Even then, there is no simple solution. In some cases even the most assertive supplier review would not have exposed the sort of issues that enabled the SolarWinds attack to succeed. But this is a start – and it is important to remember that the supply chain is a vector for many kinds of cyber attack, mostly a lot less sophisticated than the SolarWinds operation.
There are also benefits from integrating our approach to cyber security. We can often think of protecting our networks from cyber attack, and the security assurance of our supply chain, as two separate activities. But the SolarWinds attack shows that when a supplier has a trusted presence on our environment these two dimensions are actually closely coupled.
The other key takeaway is about resilience
The SolarWinds operation demonstrates yet again the sophistication and ambition of a serious hostile cyber player like Russia. For months, all the capabilities of some of the most advanced Western tech companies, not to mention the US Government, failed to detect the operation. This just reinforces that we have to think in terms of when not if with cyber attacks, and have the right investment in resilience to ensure a rapid recovery when it happens.

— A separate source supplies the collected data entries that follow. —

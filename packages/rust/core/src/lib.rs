//! Parallel fetch-classify-store engine for macroharvest.
//!
//! This crate ties together fetching, classification and the content store
//! into an end-to-end run (`harvest`):
//! - [`partition`]: contiguous, index-preserving batches
//! - [`pipeline`]: the per-candidate decision pipeline
//! - [`pool`]: fixed-size worker pool with explicit completion markers
//! - [`aggregate`]: merging per-batch results
//! - [`report`]: JSON export of a finished run

pub mod aggregate;
pub mod fetch;
pub mod harvest;
pub mod partition;
pub mod pipeline;
pub mod pool;
pub mod report;

pub use aggregate::{Aggregate, ResultAggregator};
pub use fetch::{Fetcher, HttpFetcher};
pub use harvest::{HarvestOutcome, ProgressReporter, SilentProgress, harvest};
pub use partition::{candidates_from_urls, partition};
pub use pipeline::{FALLBACK_FILENAME, FetchClassifyStore, decide, derive_filename};
pub use pool::{CancelHandle, Drained, WorkerEvent, WorkerId, WorkerPool};
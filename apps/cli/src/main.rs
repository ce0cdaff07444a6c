//! macroharvest CLI: collect macro-bearing Office documents from a URL list.
//!
//! Fetches every candidate, keeps only document containers that carry a
//! macro, and stores each new sample once in a content-addressed directory.

mod commands;

use clap::Parser;
use color_eyre::eyre::Result;

use commands::Cli;

#[tokio::main]
async fn main() -> Result<()> {
    color_eyre::install()?;
    let cli = Cli::parse();
    commands::init_tracing(&cli);
    commands::run(cli).await
}
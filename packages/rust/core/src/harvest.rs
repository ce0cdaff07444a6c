//! End-to-end harvest: candidates → batches → worker pool → merged results.

use std::collections::BTreeMap;
use std::sync::Arc;
use std::time::{Duration, Instant};

use tracing::{info, instrument};

use macroharvest_classify::DocumentClassifier;
use macroharvest_shared::{Candidate, FetchResult, HarvestConfig, NoteKind, ResultMap, Result};
use macroharvest_store::ContentStore;

use crate::fetch::Fetcher;
use crate::partition::partition;
use crate::pipeline::FetchClassifyStore;
use crate::pool::{CancelHandle, WorkerId, WorkerPool};

/// Result of a harvest run.
#[derive(Debug)]
pub struct HarvestOutcome {
    /// Per-candidate results keyed by input index.
    pub results: ResultMap,
    /// Candidates handed to the run.
    pub candidates: usize,
    /// Workers in the pool.
    pub workers: usize,
    /// Batches the input was split into.
    pub batches: usize,
    /// Whether the run was cancelled before the queue emptied.
    pub cancelled: bool,
    /// Total elapsed time.
    pub elapsed: Duration,
}

impl HarvestOutcome {
    /// Count of results per outcome kind.
    pub fn summary(&self) -> BTreeMap<NoteKind, usize> {
        let mut counts = BTreeMap::new();
        for result in self.results.values() {
            *counts.entry(result.note.kind()).or_insert(0) += 1;
        }
        counts
    }

    /// Newly stored samples, in input order.
    pub fn stored(&self) -> impl Iterator<Item = &FetchResult> {
        self.results.values().filter(|r| r.is_stored())
    }

    /// Candidates never processed (non-zero only after cancellation).
    pub fn unprocessed(&self) -> usize {
        self.candidates.saturating_sub(self.results.len())
    }
}

/// Progress callback for reporting harvest status.
pub trait ProgressReporter: Send + Sync {
    /// Called when entering a new phase.
    fn phase(&self, name: &str);
    /// Called as each batch result reaches the aggregator.
    fn batch_completed(&self, worker: WorkerId, completed: usize, total: usize, items: usize);
    /// Called when the run completes.
    fn done(&self, outcome: &HarvestOutcome);
}

/// No-op progress reporter for headless/test usage.
pub struct SilentProgress;

impl ProgressReporter for SilentProgress {
    fn phase(&self, _name: &str) {}
    fn batch_completed(&self, _worker: WorkerId, _completed: usize, _total: usize, _items: usize) {}
    fn done(&self, _outcome: &HarvestOutcome) {}
}

/// Run a full harvest.
///
/// 1. Validate configuration and open the store (fatal on failure)
/// 2. Partition candidates into batches
/// 3. Start the worker pool and queue every batch
/// 4. Drain: wait for every worker's completion marker and merge
#[instrument(skip_all, fields(candidates = candidates.len(), root = %config.storage_root.display()))]
pub async fn harvest<F: Fetcher>(
    config: &HarvestConfig,
    candidates: Vec<Candidate>,
    fetcher: F,
    classifier: Arc<dyn DocumentClassifier>,
    cancel: CancelHandle,
    progress: &dyn ProgressReporter,
) -> Result<HarvestOutcome> {
    let start = Instant::now();

    // --- Phase 1: Configuration ---
    progress.phase("Validating configuration");
    config.validate()?;
    let store = ContentStore::open(&config.storage_root).await?;

    // --- Phase 2: Partition ---
    let total = candidates.len();
    let batches = partition(candidates, config.batch_size)?;
    let batch_count = batches.len();
    let workers = config.worker_count()?;

    info!(
        candidates = total,
        batches = batch_count,
        batch_size = config.batch_size,
        workers,
        classifier = classifier.name(),
        "starting harvest"
    );

    // --- Phase 3: Dispatch ---
    progress.phase("Fetching candidates");
    let pipeline = Arc::new(FetchClassifyStore::new(fetcher, classifier, store));
    let mut pool = WorkerPool::start(pipeline, workers, cancel)?;
    for batch in batches {
        pool.submit(batch)?;
    }

    // --- Phase 4: Drain ---
    let drained = pool.drain(progress).await?;

    let outcome = HarvestOutcome {
        results: drained.aggregate.results,
        candidates: total,
        workers,
        batches: batch_count,
        cancelled: drained.cancelled,
        elapsed: start.elapsed(),
    };

    progress.done(&outcome);

    info!(
        results = outcome.results.len(),
        stored = outcome.stored().count(),
        unprocessed = outcome.unprocessed(),
        cancelled = outcome.cancelled,
        elapsed_ms = outcome.elapsed.as_millis(),
        "harvest complete"
    );

    Ok(outcome)
}
//! Byte markers that betray an embedded VBA project.
//!
//! This is a presence check, not a VBA parser: it looks for the structural
//! names Office writes whenever a document carries a macro project.

use crate::ContainerFormat;

/// Stream name of the VBA project inside an OLE compound file.
/// Directory entries store names as UTF-16LE.
pub const OLE_VBA_STREAM: &str = "_VBA_PROJECT";

/// Part name of the VBA project inside an OOXML package.
/// ZIP local headers store names verbatim.
pub const OOXML_VBA_PART: &str = "vbaProject.bin";

/// A pre-encoded needle searched for in a given container format.
#[derive(Debug, Clone)]
pub struct MacroMarker {
    pub format: ContainerFormat,
    pub needle: Vec<u8>,
}

impl MacroMarker {
    /// Markers for every supported container.
    pub fn defaults() -> Vec<Self> {
        vec![
            Self {
                format: ContainerFormat::CompoundFile,
                needle: utf16le(OLE_VBA_STREAM),
            },
            Self {
                format: ContainerFormat::OfficeOpenXml,
                needle: OOXML_VBA_PART.as_bytes().to_vec(),
            },
        ]
    }

    pub fn found_in(&self, bytes: &[u8]) -> bool {
        contains(bytes, &self.needle)
    }
}

pub(crate) fn utf16le(s: &str) -> Vec<u8> {
    s.encode_utf16().flat_map(u16::to_le_bytes).collect()
}

fn contains(haystack: &[u8], needle: &[u8]) -> bool {
    !needle.is_empty()
        && haystack.len() >= needle.len()
        && haystack.windows(needle.len()).any(|w| w == needle)
}

#[cfg(test)]
mod tests {
    use super::*;

    #[test]
    fn utf16le_encoding() {
        assert_eq!(utf16le("VB"), vec![b'V', 0, b'B', 0]);
    }

    #[test]
    fn contains_edge_cases() {
        assert!(contains(b"abcdef", b"cde"));
        assert!(!contains(b"abc", b"abcd"));
        assert!(!contains(b"abc", b""));
    }

    #[test]
    fn default_markers_cover_both_formats() {
        let markers = MacroMarker::defaults();
        assert!(markers.iter().any(|m| m.format == ContainerFormat::CompoundFile));
        assert!(markers.iter().any(|m| m.format == ContainerFormat::OfficeOpenXml));
    }
}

Finally, Western governments will be looking once again at what more can be done about attacks like this. Billions of dollars have already been invested in national cyber programmes. It seems possible that part of the response may be more regulation of the private sector to encourage the development of more secure technology products, and better cyber security standards. The implications of the SolarWinds attacks are wide ranging and will be felt by all of us for some time to come.